The relationship between bankruptcy and divorce can be complex, and anyone who is considering both bankruptcy and divorce should work with an attorney to consider the different types of individual bankruptcy and when it makes the most sense to file for bankruptcy in relation to filing for divorce. If you are struggling with debt, you might ultimately be hoping that you can file for bankruptcy prior to your divorce so that you will have a less significant financial burden in your divorce case. While you may be able to file for bankruptcy before your divorce in terms of the Bankruptcy Code and Florida law, whether or not a bankruptcy before your divorce is advisable is something you should consider with assistance from a lawyer. One of the bankruptcy attorneys in West Palm Beach can explain in more detail.

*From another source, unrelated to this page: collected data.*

use crate::error::AssistantError;
use crate::types::Calculation;
use once_cell::sync::Lazy;
use regex::Regex;

static NUMBER_RE: Lazy<Regex> = Lazy::new(|| Regex::new(r"[0-9]+").expect("valid number pattern"));

static OPERATOR_RE: Lazy<Regex> = Lazy::new(|| {
    Regex::new(r"plus|minus|times|divided|\+|-|\*|/").expect("valid operator pattern")
});

#[derive(Debug, Clone, Copy, PartialEq, Eq)]
pub enum Operator {
    Add,
    Subtract,
    Multiply,
    Divide,
}

impl Operator {
    fn from_token(token: &str) -> Option<Self> {
        match token {
            "plus" | "+" => Some(Operator::Add),
            "minus" | "-" => Some(Operator::Subtract),
            "times" | "*" => Some(Operator::Multiply),
            "divided" | "/" => Some(Operator::Divide),
            _ => None,
        }
    }

    fn symbol(&self) -> &'static str {
        match self {
            Operator::Add => "+",
            Operator::Subtract => "-",
            Operator::Multiply => "×",
            Operator::Divide => "÷",
        }
    }
}

/// Operands and operators pulled out of a command by two independent scans.
/// They are paired by index only, not by where they sit in the sentence.
#[derive(Debug, Clone, PartialEq)]
pub struct Expression {
    pub operands: Vec<f64>,
    pub operators: Vec<Operator>,
}

impl Expression {
    pub fn extract(command: &str) -> Self {
        let operands = NUMBER_RE
            .find_iter(command)
            .filter_map(|m| m.as_str().parse::<f64>().ok())
            .collect();

        let operators = OPERATOR_RE
            .find_iter(command)
            .filter_map(|m| Operator::from_token(m.as_str()))
            .collect();

        Self {
            operands,
            operators,
        }
    }

    /// Fold left to right. Operators without a following operand and
    /// operands without a preceding operator are ignored.
    pub fn evaluate(&self) -> Result<Calculation, AssistantError> {
        if self.operands.len() < 2 {
            return Err(AssistantError::InputTooSparse);
        }

        let mut value = self.operands[0];
        let mut trace = format_number(value);

        for (op, &next) in self.operators.iter().zip(&self.operands[1..]) {
            match op {
                Operator::Add => value += next,
                Operator::Subtract => value -= next,
                Operator::Multiply => value *= next,
                Operator::Divide => {
                    if next == 0.0 {
                        return Err(AssistantError::DivisionByZero);
                    }
                    value /= next;
                }
            }
            trace.push_str(&format!(" {} {}", op.symbol(), format_number(next)));
        }

        trace.push_str(&format!(" = {}", format_number(value)));

        Ok(Calculation { value, trace })
    }
}

/// Render a number the way a person would say it: no trailing ".0", no
/// negative zero
pub fn format_number(value: f64) -> String {
    if value == 0.0 {
        "0".to_string()
    } else if value == f64::INFINITY {
        "Infinity".to_string()
    } else if value == f64::NEG_INFINITY {
        "-Infinity".to_string()
    } else {
        format!("{}", value)
    }
}

/// Arithmetic evaluator with an append-only history of successful traces
#[derive(Debug, Default)]
pub struct Calculator {
    history: Vec<String>,
}

impl Calculator {
    pub fn new() -> Self {
        Self::default()
    }

    pub fn evaluate(&mut self, command: &str) -> Result<Calculation, AssistantError> {
        let calculation = Expression::extract(command).evaluate()?;
        self.history.push(calculation.trace.clone());
        Ok(calculation)
    }

    pub fn history(&self) -> &[String] {
        &self.history
    }
}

Bankruptcy Before Divorce Can Make a Lot of Sense for a Chapter 7 Filing
If you are planning to file for Chapter 7 bankruptcy, then filing for bankruptcy before your divorce can often make a lot of sense. Since Chapter 7 bankruptcy cases are relatively quick (usually around four to six months), the case could be finished before you move forward with a divorce. Moreover, since non-exempt assets are liquidated and eligible debts discharged in a Chapter 7 bankruptcy case, the divorce court will have less property to distribute between you and your spouse, and your divorce case could end up being faster and less expensive.

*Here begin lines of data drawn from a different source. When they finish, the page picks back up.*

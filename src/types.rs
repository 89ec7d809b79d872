use chrono::{DateTime, Local};
use serde::{Deserialize, Serialize};
use std::fmt;

/// Classification label for a command
#[derive(Debug, Clone, Copy, PartialEq, Eq, Hash)]
pub enum Category {
    Greeting,
    Time,
    Date,
    Joke,
    Calculation,
    Timer,
    Note,
    Weather,
    Unknown,
}

impl Category {
    pub fn as_str(&self) -> &'static str {
        match self {
            Category::Greeting => "greeting",
            Category::Time => "time",
            Category::Date => "date",
            Category::Joke => "joke",
            Category::Calculation => "calculation",
            Category::Timer => "timer",
            Category::Note => "note",
            Category::Weather => "weather",
            Category::Unknown => "unknown",
        }
    }
}

impl fmt::Display for Category {
    fn fmt(&self, f: &mut fmt::Formatter<'_>) -> fmt::Result {
        f.write_str(self.as_str())
    }
}

/// A note captured from a command
#[derive(Debug, Clone, PartialEq, Serialize, Deserialize)]
pub struct NoteEntry {
    pub content: String,
    pub timestamp: String,
}

/// Result of a successful arithmetic evaluation
#[derive(Debug, Clone, PartialEq)]
pub struct Calculation {
    pub value: f64,
    pub trace: String,
}

/// Canonical timer unit
#[derive(Debug, Clone, Copy, PartialEq, Eq)]
pub enum TimeUnit {
    Second,
    Minute,
    Hour,
}

impl TimeUnit {
    /// Map spoken unit text to a unit. Anything unrecognized counts as minutes.
    pub fn from_text(text: &str) -> Self {
        match text.trim_end_matches('s') {
            "second" | "sec" => TimeUnit::Second,
            "hour" | "hr" => TimeUnit::Hour,
            _ => TimeUnit::Minute,
        }
    }

    pub fn millis(&self) -> u64 {
        match self {
            TimeUnit::Second => 1_000,
            TimeUnit::Minute => 60_000,
            TimeUnit::Hour => 3_600_000,
        }
    }
}

#[derive(Debug, Clone, Copy, PartialEq, Eq)]
pub enum TimerState {
    Scheduled,
    Fired,
}

/// A one-shot timer
#[derive(Debug, Clone)]
pub struct TimerEntry {
    pub id: u64,
    pub amount: u64,
    pub unit: TimeUnit,
    /// Unit as the user said it, e.g. "minutes"
    pub unit_text: String,
    pub duration_ms: u64,
    pub created_at: DateTime<Local>,
    pub due_at: DateTime<Local>,
    pub state: TimerState,
}

impl TimerEntry {
    pub fn is_due(&self, now: DateTime<Local>) -> bool {
        self.state == TimerState::Scheduled && now >= self.due_at
    }
}

#[cfg(test)]
mod tests {
    use super::*;

    #[test]
    fn test_unit_from_text() {
        assert_eq!(TimeUnit::from_text("minutes"), TimeUnit::Minute);
        assert_eq!(TimeUnit::from_text("secs"), TimeUnit::Second);
        assert_eq!(TimeUnit::from_text("hr"), TimeUnit::Hour);
    }

    #[test]
    fn test_unknown_unit_is_minutes() {
        assert_eq!(TimeUnit::from_text("fortnight"), TimeUnit::Minute);
        assert_eq!(TimeUnit::from_text(""), TimeUnit::Minute);
    }
}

When Both Spouses Want to File for Chapter 7 Bankruptcy Jointly, Bankruptcy Before Divorce May Be the Most Logical Order
Filing for Chapter 7 bankruptcy before your divorce can particularly make sense when both you and your spouse plan to file for bankruptcy jointly. We mentioned above that the court will often have fewer assets and liabilities to distribute in a divorce following a Chapter 7 bankruptcy case, but this is only true if your spouse is also filing for bankruptcy, and marital assets are being liquidated and marital debts are being discharged.
Chapter 13 Bankruptcy Plans Could Complicate Divorce Plans
Chapter 13 bankruptcy in advance of a divorce can often complicate divorce plans. You should know that Chapter 13 bankruptcy cases tend to take anywhere from three to five years, so if you are planning to file for bankruptcy jointly with a spouse, sharing a bankruptcy repayment plan could make certain elements of your divorce significantly more complicated. Thus while you may be eligible to file for bankruptcy for divorce, you may want to consider a Chapter 13 bankruptcy once your divorce has been finalized.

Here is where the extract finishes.